Today has been a really trying day for me. I had a fitful night, worrying about bills that I have got to pay, with no money to pay them. I told Gene, my boyfriend, that I needed hist be help, but I do not believe that he will. What worries me as well is that when I need him, he fails me, and I know that if he fails me this time, I don't know if I am going to continue on with him. I am past tired of giving my all, only to come up empty myself. I had a dream about my brother cleve, too. I was at work standing in front of the deli case, reaching down to lift something out of the case. As I looked up, he walked up to me and said, hey! Then he smiled at me and waved. At just that moment I woke up. For a while, it was as if he was still here with us, and that dreadful day was only a horrific nightmare- the day when osteosarcoma took his life. I miss him, and regret that I never told him how much he meant to me. Its a bitter pill to swallow, but I have learned to never, ever take the ones you love for granted. If you love someone , hold them near and dear to your heart,and make sure they know, without a doubt, that you love them. I am still a work in progress, but you can say that jami has grown up- its time to face up to life again, to stop living in fear and darkness. In time,I know that God will complete the work he has started in my life. Without understanding the "how", I know that I will recover from the need to kill myself with a knife and fork.

Tuesday, August 5, 2008

By the grace of God....

Today has been excellent for me. I did my yoga practice, Which took about 30 minutes- I also did some stretching with my elastic band . It felt good to do something productive and positive instead of sitting around feeling sorry for myself. I have been reading the Lifeline sampler and the oa book.Its inspiring to read about how others have struggled with compulsive over eating, and were able to get their lives back. I now understand that I do not have to live this way, and I don't have to let this illness consume me. I want to be healthy again. In the past, it was always for something or someone else- now I simply want to be well so that I can live and enjoy life again. To not be ashamed of how my body looks. As I said before, one day at a time.....

I can see the light at the end of the tunnel....

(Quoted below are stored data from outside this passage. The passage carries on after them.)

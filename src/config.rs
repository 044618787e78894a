// =============================================================================
// CONFIGURATION - Load settings from config.toml
// =============================================================================
//
// This module handles loading and parsing configuration from config.toml.
// Provides sensible defaults if config file is missing or has errors.

use anyhow::{Context, Result};
use ash::vk;
use serde::Deserialize;
use std::ffi::CString;
use std::path::Path;

use crate::backend::debug::MessengerConfig;
use crate::backend::instance::ApplicationInfo;
use crate::backend::BootstrapOptions;

/// Root configuration structure
#[derive(Debug, Deserialize, Default)]
#[serde(default)]
pub struct Config {
    pub window: WindowConfig,
    pub application: ApplicationConfig,
    pub debug: DebugConfig,
    pub device: DeviceConfig,
}

/// Window settings
#[derive(Debug, Deserialize)]
#[serde(default)]
pub struct WindowConfig {
    pub title: String,
    pub width: u32,
    pub height: u32,
    pub resizable: bool,
}

impl Default for WindowConfig {
    fn default() -> Self {
        Self {
            title: "Vulkan".to_string(),
            width: 800,
            height: 600,
            resizable: false,
        }
    }
}

/// Identity reported to the driver at instance creation
#[derive(Debug, Deserialize)]
#[serde(default)]
pub struct ApplicationConfig {
    pub name: String,
    pub version: [u32; 3],
    pub engine_name: String,
    pub engine_version: [u32; 3],
}

impl Default for ApplicationConfig {
    fn default() -> Self {
        Self {
            name: "Hello Triangle".to_string(),
            version: [1, 0, 0],
            engine_name: "No Engine".to_string(),
            engine_version: [1, 0, 0],
        }
    }
}

/// Debug settings
#[derive(Debug, Deserialize)]
#[serde(default)]
pub struct DebugConfig {
    pub validation_layers: bool,
    pub layers: Vec<String>,
    pub message_severity: Vec<String>,
    pub message_types: Vec<String>,
    pub log_level: String,
}

impl Default for DebugConfig {
    fn default() -> Self {
        Self {
            validation_layers: true,
            layers: vec!["VK_LAYER_KHRONOS_validation".to_string()],
            message_severity: vec![
                "verbose".to_string(),
                "warning".to_string(),
                "error".to_string(),
            ],
            message_types: vec![
                "general".to_string(),
                "validation".to_string(),
                "performance".to_string(),
            ],
            log_level: "info".to_string(),
        }
    }
}

/// Device settings
#[derive(Debug, Deserialize)]
#[serde(default)]
pub struct DeviceConfig {
    /// Create the surface, pick a GPU and create the logical device
    pub enabled: bool,
}

impl Default for DeviceConfig {
    fn default() -> Self {
        Self { enabled: true }
    }
}

impl Config {
    /// Load configuration from file, falling back to defaults if not found
    pub fn load() -> Self {
        Self::load_from_path("config.toml").unwrap_or_else(|e| {
            log::warn!("Failed to load config.toml: {}. Using defaults.", e);
            Config::default()
        })
    }

    /// Load configuration from a specific path
    pub fn load_from_path<P: AsRef<Path>>(path: P) -> Result<Self> {
        let path = path.as_ref();

        if !path.exists() {
            log::info!("Config file not found at {:?}, using defaults", path);
            return Ok(Config::default());
        }

        let content = std::fs::read_to_string(path)
            .with_context(|| format!("Failed to read config file: {:?}", path))?;

        let config: Config = toml::from_str(&content)
            .with_context(|| format!("Failed to parse config file: {:?}", path))?;

        log::info!("Loaded configuration from {:?}", path);
        log::debug!("Config: {:?}", config);

        Ok(config)
    }

    /// Get log level filter, defaulting to Info
    pub fn get_log_level(&self) -> log::LevelFilter {
        self.debug.log_level.parse().unwrap_or_else(|_| {
            log::warn!(
                "Unknown log level '{}', defaulting to info",
                self.debug.log_level
            );
            log::LevelFilter::Info
        })
    }

    /// Get messenger severity mask as Vulkan flags
    pub fn get_message_severity(&self) -> vk::DebugUtilsMessageSeverityFlagsEXT {
        self.debug
            .message_severity
            .iter()
            .fold(vk::DebugUtilsMessageSeverityFlagsEXT::empty(), |flags, name| {
                flags
                    | match name.to_lowercase().as_str() {
                        "verbose" => vk::DebugUtilsMessageSeverityFlagsEXT::VERBOSE,
                        "info" => vk::DebugUtilsMessageSeverityFlagsEXT::INFO,
                        "warning" => vk::DebugUtilsMessageSeverityFlagsEXT::WARNING,
                        "error" => vk::DebugUtilsMessageSeverityFlagsEXT::ERROR,
                        _ => {
                            log::warn!("Unknown message severity '{}', ignoring", name);
                            vk::DebugUtilsMessageSeverityFlagsEXT::empty()
                        }
                    }
            })
    }

    /// Get messenger type mask as Vulkan flags
    pub fn get_message_types(&self) -> vk::DebugUtilsMessageTypeFlagsEXT {
        self.debug
            .message_types
            .iter()
            .fold(vk::DebugUtilsMessageTypeFlagsEXT::empty(), |flags, name| {
                flags
                    | match name.to_lowercase().as_str() {
                        "general" => vk::DebugUtilsMessageTypeFlagsEXT::GENERAL,
                        "validation" => vk::DebugUtilsMessageTypeFlagsEXT::VALIDATION,
                        "performance" => vk::DebugUtilsMessageTypeFlagsEXT::PERFORMANCE,
                        _ => {
                            log::warn!("Unknown message type '{}', ignoring", name);
                            vk::DebugUtilsMessageTypeFlagsEXT::empty()
                        }
                    }
            })
    }

    /// Everything the Vulkan bring-up needs, fixed for the whole run
    pub fn bootstrap_options(&self) -> Result<BootstrapOptions> {
        let app = &self.application;
        let [major, minor, patch] = app.version;
        let [engine_major, engine_minor, engine_patch] = app.engine_version;

        let application = ApplicationInfo {
            name: CString::new(app.name.as_str()).context("Application name contains a NUL byte")?,
            version: vk::make_api_version(0, major, minor, patch),
            engine_name: CString::new(app.engine_name.as_str())
                .context("Engine name contains a NUL byte")?,
            engine_version: vk::make_api_version(0, engine_major, engine_minor, engine_patch),
            api_version: vk::API_VERSION_1_0,
        };

        let validation_layers = self
            .debug
            .layers
            .iter()
            .map(|layer| {
                CString::new(layer.as_str())
                    .with_context(|| format!("Layer name contains a NUL byte: {:?}", layer))
            })
            .collect::<Result<Vec<_>>>()?;

        Ok(BootstrapOptions {
            application,
            diagnostics: self.debug.validation_layers,
            validation_layers,
            messenger: MessengerConfig {
                severity: self.get_message_severity(),
                types: self.get_message_types(),
            },
            presentation: self.device.enabled,
            device_features: vk::PhysicalDeviceFeatures::default(),
        })
    }
}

Its already a hot, sticky summer morning- the high today is going to be 105. I was so tired yesterday I did not exercise- but I also know that as a compulsive eater, I have the tendency to go overboard , so I have got to learn to love my body and to treat it with respect and kindness. I am truly blessed to have a chance to do better, to get healthy again. So many people don't- my brother passed away from osteosarcoma- he never had a chance . So , in my brother's memory, I will make the most of what God has given me.I am looking at have been settling for. i have been dating Gene for 5 years, when I know that I want and need more than he's willing to give me. I love him, no doubt, but I have to look at whether or not I could be happy with the relationship as it is. I am carrying so much anger and hatred in my heart toward people who have hurt/abused me, when the only person its truly hurting is me. Living this way is literally killing me- physically ,as well as emotionally, I am in so much pain every day. Its time to let go and let God take care of the rest.I feel like I am ready to face life again.

Sunday, August 3, 2008

finding balance in uncertainty....

Today has been a funky day for me, mood-wise.I didn't have to go to work, which is always good.I did exercise and incorporated more movement into my day , which was my goal for the day. I am still really struggling with compulsive over-eating. I know that when I allow my feelings to get the best of me, i eat over it.What I have yet to figure out is how to change that habit that is causing so much destruction in my life. I am truly suffering because of my obesity , but yet I am slowly committing suicide with a knife and fork.